Loosely employing the periodization presented in my previous post, I divided Gutiérrez Nájera’s poetry in three major periods, from 1875 to1879, 1880 to1887, and 1888 to 1895. I combined all the poems from each period to create a “text” and then, following Hoover’s example, I reduced the two of the samples to the size of the smallest one, by simply eliminating the part of the “text” exceeding that size. (It occurs to me now that selecting a random sample of the text is possibly a better approach). “Texts” are then tokenized and, according to their frequency, tokens are classified into one of the thirteen possible patterns. Hoover is, of course, known for his use of Excel spreadsheets to perform his text-analyses, but the idea for this technique is simple enough that a few lines of code in R can easily allow us to assign a pattern to each token.

Here is an RStudio image of part of the matrix resulting from applying this classification technique.

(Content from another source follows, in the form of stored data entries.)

//! Work-order aggregate root.

use super::{
    ExecutionDetail, ExecutionDetailUpdate, PersonnelHours, Priority, SparePartUsage,
    WorkOrderDomainError, WorkOrderId, WorkOrderNumbers, WorkOrderStatus, WorkOrderTransition,
    WorkType,
};
use crate::access::domain::{Actor, UserId};
use crate::machinery::domain::{MachineId, MachineTypeId};
use chrono::{DateTime, Utc};
use mockable::Clock;
use serde::{Deserialize, Serialize};
use std::fmt;

/// Reference to an uploaded report document.
#[derive(Debug, Clone, PartialEq, Eq, Hash, Serialize, Deserialize)]
#[serde(transparent)]
pub struct ReportFile(String);

impl ReportFile {
    /// Wraps a stored file path.
    #[must_use]
    pub fn new(path: impl Into<String>) -> Self {
        Self(path.into())
    }

    /// Returns the stored path.
    #[must_use]
    pub fn as_str(&self) -> &str {
        &self.0
    }
}

impl fmt::Display for ReportFile {
    fn fmt(&self, f: &mut fmt::Formatter<'_>) -> fmt::Result {
        f.write_str(&self.0)
    }
}

/// Editable descriptive fields of a work order.
#[derive(Debug, Clone, PartialEq, Eq, Serialize, Deserialize)]
pub struct WorkOrderDetails {
    title: String,
    description: String,
    priority: Priority,
    work_type: WorkType,
    scheduled_at: Option<DateTime<Utc>>,
    machine_type: Option<MachineTypeId>,
    report_file: Option<ReportFile>,
}

impl WorkOrderDetails {
    /// Creates details with default priority and work type.
    ///
    /// # Errors
    ///
    /// Returns [`WorkOrderDomainError::EmptyTitle`] when the title is blank.
    pub fn new(
        title: impl AsRef<str>,
        description: impl AsRef<str>,
    ) -> Result<Self, WorkOrderDomainError> {
        let trimmed = title.as_ref().trim();
        if trimmed.is_empty() {
            return Err(WorkOrderDomainError::EmptyTitle);
        }
        Ok(Self {
            title: trimmed.to_owned(),
            description: description.as_ref().trim().to_owned(),
            priority: Priority::default(),
            work_type: WorkType::default(),
            scheduled_at: None,
            machine_type: None,
            report_file: None,
        })
    }

    /// Sets the priority.
    #[must_use]
    pub const fn with_priority(mut self, priority: Priority) -> Self {
        self.priority = priority;
        self
    }

    /// Sets the work type.
    #[must_use]
    pub const fn with_work_type(mut self, work_type: WorkType) -> Self {
        self.work_type = work_type;
        self
    }

    /// Sets the scheduled start.
    #[must_use]
    pub const fn with_scheduled_at(mut self, scheduled_at: DateTime<Utc>) -> Self {
        self.scheduled_at = Some(scheduled_at);
        self
    }

    /// Sets the machine type.
    #[must_use]
    pub const fn with_machine_type(mut self, machine_type: MachineTypeId) -> Self {
        self.machine_type = Some(machine_type);
        self
    }

    /// Attaches a report file.
    #[must_use]
    pub fn with_report_file(mut self, report_file: ReportFile) -> Self {
        self.report_file = Some(report_file);
        self
    }

    /// Returns the title.
    #[must_use]
    pub fn title(&self) -> &str {
        &self.title
    }

    /// Returns the work description.
    #[must_use]
    pub fn description(&self) -> &str {
        &self.description
    }

    /// Returns the priority.
    #[must_use]
    pub const fn priority(&self) -> Priority {
        self.priority
    }

    /// Returns the work type.
    #[must_use]
    pub const fn work_type(&self) -> WorkType {
        self.work_type
    }

    /// Returns the scheduled start, if any.
    #[must_use]
    pub const fn scheduled_at(&self) -> Option<DateTime<Utc>> {
        self.scheduled_at
    }

    /// Returns the machine type, if any.
    #[must_use]
    pub const fn machine_type(&self) -> Option<MachineTypeId> {
        self.machine_type
    }

    /// Returns the attached report, if any.
    #[must_use]
    pub const fn report_file(&self) -> Option<&ReportFile> {
        self.report_file.as_ref()
    }
}

/// A draft work order that has not been numbered yet.
///
/// Only the repository turns it into a [`WorkOrder`], assigning both
/// sequential numbers in the same write.
#[derive(Debug, Clone, PartialEq, Eq)]
pub struct PendingWorkOrder {
    id: WorkOrderId,
    machine: MachineId,
    details: WorkOrderDetails,
    creator: Option<UserId>,
    created_at: DateTime<Utc>,
}

impl PendingWorkOrder {
    /// Prepares a new draft for `machine`.
    #[must_use]
    pub fn new(
        machine: MachineId,
        details: WorkOrderDetails,
        creator: Option<UserId>,
        clock: &impl Clock,
    ) -> Self {
        Self {
            id: WorkOrderId::new(),
            machine,
            details,
            creator,
            created_at: clock.utc(),
        }
    }

    /// Returns the identifier the order will carry.
    #[must_use]
    pub const fn id(&self) -> WorkOrderId {
        self.id
    }

    /// Returns the machine the order is raised against.
    #[must_use]
    pub const fn machine(&self) -> MachineId {
        self.machine
    }

    /// Returns the descriptive fields.
    #[must_use]
    pub const fn details(&self) -> &WorkOrderDetails {
        &self.details
    }

    /// Returns the creator, if any.
    #[must_use]
    pub const fn creator(&self) -> Option<UserId> {
        self.creator
    }

    /// Returns the creation timestamp.
    #[must_use]
    pub const fn created_at(&self) -> DateTime<Utc> {
        self.created_at
    }

    /// Turns the draft into a numbered work order.
    #[must_use]
    pub fn into_numbered(self, numbers: WorkOrderNumbers) -> WorkOrder {
        WorkOrder {
            id: self.id,
            numbers,
            machine: self.machine,
            details: self.details,
            status: WorkOrderStatus::Draft,
            creator: self.creator,
            reviewer: None,
            approver: None,
            responsible: None,
            authorizer: None,
            started_at: None,
            ended_at: None,
            execution_detail: None,
            spare_parts: Vec::new(),
            personnel_hours: Vec::new(),
            created_at: self.created_at,
            updated_at: self.created_at,
        }
    }
}

/// Work-order aggregate root.
#[derive(Debug, Clone, PartialEq, Eq, Serialize, Deserialize)]
pub struct WorkOrder {
    id: WorkOrderId,
    numbers: WorkOrderNumbers,
    machine: MachineId,
    details: WorkOrderDetails,
    status: WorkOrderStatus,
    creator: Option<UserId>,
    reviewer: Option<UserId>,
    approver: Option<UserId>,
    responsible: Option<UserId>,
    authorizer: Option<UserId>,
    started_at: Option<DateTime<Utc>>,
    ended_at: Option<DateTime<Utc>>,
    execution_detail: Option<ExecutionDetail>,
    spare_parts: Vec<SparePartUsage>,
    personnel_hours: Vec<PersonnelHours>,
    created_at: DateTime<Utc>,
    updated_at: DateTime<Utc>,
}

/// Parameter object for reconstructing a persisted work order.
#[derive(Debug, Clone, PartialEq, Eq)]
pub struct PersistedWorkOrderData {
    /// Persisted identifier.
    pub id: WorkOrderId,
    /// Persisted sequential numbers.
    pub numbers: WorkOrderNumbers,
    /// Persisted machine reference.
    pub machine: MachineId,
    /// Persisted descriptive fields.
    pub details: WorkOrderDetails,
    /// Persisted lifecycle status.
    pub status: WorkOrderStatus,
    /// Persisted creator.
    pub creator: Option<UserId>,
    /// Persisted reviewer.
    pub reviewer: Option<UserId>,
    /// Persisted approver.
    pub approver: Option<UserId>,
    /// Persisted execution responsible.
    pub responsible: Option<UserId>,
    /// Persisted authorizer.
    pub authorizer: Option<UserId>,
    /// Persisted execution start.
    pub started_at: Option<DateTime<Utc>>,
    /// Persisted execution end.
    pub ended_at: Option<DateTime<Utc>>,
    /// Persisted execution detail.
    pub execution_detail: Option<ExecutionDetail>,
    /// Persisted spare part lines.
    pub spare_parts: Vec<SparePartUsage>,
    /// Persisted personnel lines.
    pub personnel_hours: Vec<PersonnelHours>,
    /// Persisted creation timestamp.
    pub created_at: DateTime<Utc>,
    /// Persisted latest update timestamp.
    pub updated_at: DateTime<Utc>,
}

impl WorkOrder {
    /// Reconstructs a work order from persisted storage.
    #[must_use]
    pub fn from_persisted(data: PersistedWorkOrderData) -> Self {
        Self {
            id: data.id,
            numbers: data.numbers,
            machine: data.machine,
            details: data.details,
            status: data.status,
            creator: data.creator,
            reviewer: data.reviewer,
            approver: data.approver,
            responsible: data.responsible,
            authorizer: data.authorizer,
            started_at: data.started_at,
            ended_at: data.ended_at,
            execution_detail: data.execution_detail,
            spare_parts: data.spare_parts,
            personnel_hours: data.personnel_hours,
            created_at: data.created_at,
            updated_at: data.updated_at,
        }
    }

    /// Returns the identifier.
    #[must_use]
    pub const fn id(&self) -> WorkOrderId {
        self.id
    }

    /// Returns the sequential numbers.
    #[must_use]
    pub const fn numbers(&self) -> WorkOrderNumbers {
        self.numbers
    }

    /// Returns the machine the order belongs to.
    #[must_use]
    pub const fn machine(&self) -> MachineId {
        self.machine
    }

    /// Returns the descriptive fields.
    #[must_use]
    pub const fn details(&self) -> &WorkOrderDetails {
        &self.details
    }

    /// Returns the title.
    #[must_use]
    pub fn title(&self) -> &str {
        self.details.title()
    }

    /// Returns the lifecycle status.
    #[must_use]
    pub const fn status(&self) -> WorkOrderStatus {
        self.status
    }

    /// Returns the creator, if any.
    #[must_use]
    pub const fn creator(&self) -> Option<UserId> {
        self.creator
    }

    /// Returns the reviewer, if the review has been signed.
    #[must_use]
    pub const fn reviewer(&self) -> Option<UserId> {
        self.reviewer
    }

    /// Returns the final approver, if any.
    #[must_use]
    pub const fn approver(&self) -> Option<UserId> {
        self.approver
    }

    /// Returns the execution responsible, if assigned.
    #[must_use]
    pub const fn responsible(&self) -> Option<UserId> {
        self.responsible
    }

    /// Returns who authorized the order, if anyone.
    #[must_use]
    pub const fn authorizer(&self) -> Option<UserId> {
        self.authorizer
    }

    /// Returns when execution started.
    #[must_use]
    pub const fn started_at(&self) -> Option<DateTime<Utc>> {
        self.started_at
    }

    /// Returns when execution ended.
    #[must_use]
    pub const fn ended_at(&self) -> Option<DateTime<Utc>> {
        self.ended_at
    }

    /// Returns the execution detail, if one has been recorded.
    #[must_use]
    pub const fn execution_detail(&self) -> Option<&ExecutionDetail> {
        self.execution_detail.as_ref()
    }

    /// Returns the spare parts used.
    #[must_use]
    pub fn spare_parts(&self) -> &[SparePartUsage] {
        &self.spare_parts
    }

    /// Returns the labour logged.
    #[must_use]
    pub fn personnel_hours(&self) -> &[PersonnelHours] {
        &self.personnel_hours
    }

    /// Returns the creation timestamp.
    #[must_use]
    pub const fn created_at(&self) -> DateTime<Utc> {
        self.created_at
    }

    /// Returns the latest update timestamp.
    #[must_use]
    pub const fn updated_at(&self) -> DateTime<Utc> {
        self.updated_at
    }

    /// Returns `true` when `actor` created the order.
    #[must_use]
    pub fn is_created_by(&self, actor: &Actor) -> bool {
        self.creator.is_some_and(|user| actor.is(user))
    }

    /// Returns `true` when `actor` is the execution responsible.
    #[must_use]
    pub fn is_assigned_to(&self, actor: &Actor) -> bool {
        self.responsible.is_some_and(|user| actor.is(user))
    }

    /// Applies a lifecycle transition performed by `actor`.
    ///
    /// Only the transition guard is checked here; who may invoke the
    /// transition is decided by the caller.
    ///
    /// # Errors
    ///
    /// Returns [`WorkOrderDomainError::NotEligible`] and leaves the order
    /// untouched when the guard rejects the current state.
    pub fn apply(
        &mut self,
        transition: &WorkOrderTransition,
        actor: &Actor,
        clock: &impl Clock,
    ) -> Result<(), WorkOrderDomainError> {
        if !transition.guard().admits(self) {
            return Err(WorkOrderDomainError::NotEligible {
                id: self.id,
                transition: transition.name(),
                status: self.status,
            });
        }

        let now = clock.utc();
        match *transition {
            WorkOrderTransition::SubmitRequest => {
                self.creator = self.creator.or(Some(actor.id()));
            }
            WorkOrderTransition::AssignResponsible { responsible } => {
                self.responsible = Some(responsible);
                self.authorizer = Some(actor.id());
            }
            WorkOrderTransition::StartExecution => self.started_at = Some(now),
            WorkOrderTransition::SubmitForReview => {
                self.ended_at = Some(now);
                if let Some(detail) = self.execution_detail.as_mut() {
                    detail.sign(clock);
                }
            }
            WorkOrderTransition::ReviewApprove | WorkOrderTransition::ReviewReject => {
                self.reviewer = Some(actor.id());
            }
            WorkOrderTransition::ApproveFinal => {
                self.approver = Some(actor.id());
                self.ended_at = self.ended_at.or(Some(now));
            }
            WorkOrderTransition::RejectApproval => self.approver = None,
            WorkOrderTransition::Close => self.ended_at = self.ended_at.or(Some(now)),
            WorkOrderTransition::Reopen => self.reset_sign_offs(),
        }
        self.status = transition.target();
        self.updated_at = now;
        Ok(())
    }

    fn reset_sign_offs(&mut self) {
        self.reviewer = None;
        self.approver = None;
        self.authorizer = None;
        self.responsible = None;
        self.started_at = None;
        self.ended_at = None;
        self.execution_detail = None;
    }

    /// Replaces the descriptive fields.
    pub fn update_details(&mut self, details: WorkOrderDetails, clock: &impl Clock) {
        self.details = details;
        self.touch(clock);
    }

    /// Gets or creates the execution detail and applies `update` to it.
    ///
    /// A newly created detail is executed by the authorizer unless the
    /// update names someone else.
    pub fn record_execution(&mut self, update: ExecutionDetailUpdate, clock: &impl Clock) {
        let authorizer = self.authorizer;
        self.execution_detail
            .get_or_insert_with(|| ExecutionDetail::new(authorizer))
            .apply(update);
        self.touch(clock);
    }

    /// Appends a spare part line.
    pub fn add_spare_part(&mut self, part: SparePartUsage, clock: &impl Clock) {
        self.spare_parts.push(part);
        self.touch(clock);
    }

    /// Appends a personnel-hours line.
    pub fn add_personnel_hours(&mut self, entry: PersonnelHours, clock: &impl Clock) {
        self.personnel_hours.push(entry);
        self.touch(clock);
    }

    fn touch(&mut self, clock: &impl Clock) {
        self.updated_at = clock.utc();
    }
}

Employing these patterns to study the changes in a writer’s style works quite well, producing interesting insights, as Hoover himself shows in his article. In Henry Jame’s case, Hoover is not only interested in words that “show substatial change” across the periods, but also in the MFWs within each pattern (He develops an interesting alternative to determining frequencies, which I will not addressed here, but it is thoroughly explained in his article). The uniqueness of Gutiérrez Najera’s poetic corpus, however, led me into a different direction.

The dates of Gutiérrez Najera’s “late” stylistic period, 1888-1895, coincide with the beginning of the modernista movement. This of course means that the changes in his style towards the end of his life, are not only “personal” changes, but they also could be signs of the advent of a new literary period in Spanish American letters. Patterns such as LLH, LMH and even MLH, which identify words with higher frequencies in the late period, are also possibly pointing to modernista words that have become influential in the late 19th century.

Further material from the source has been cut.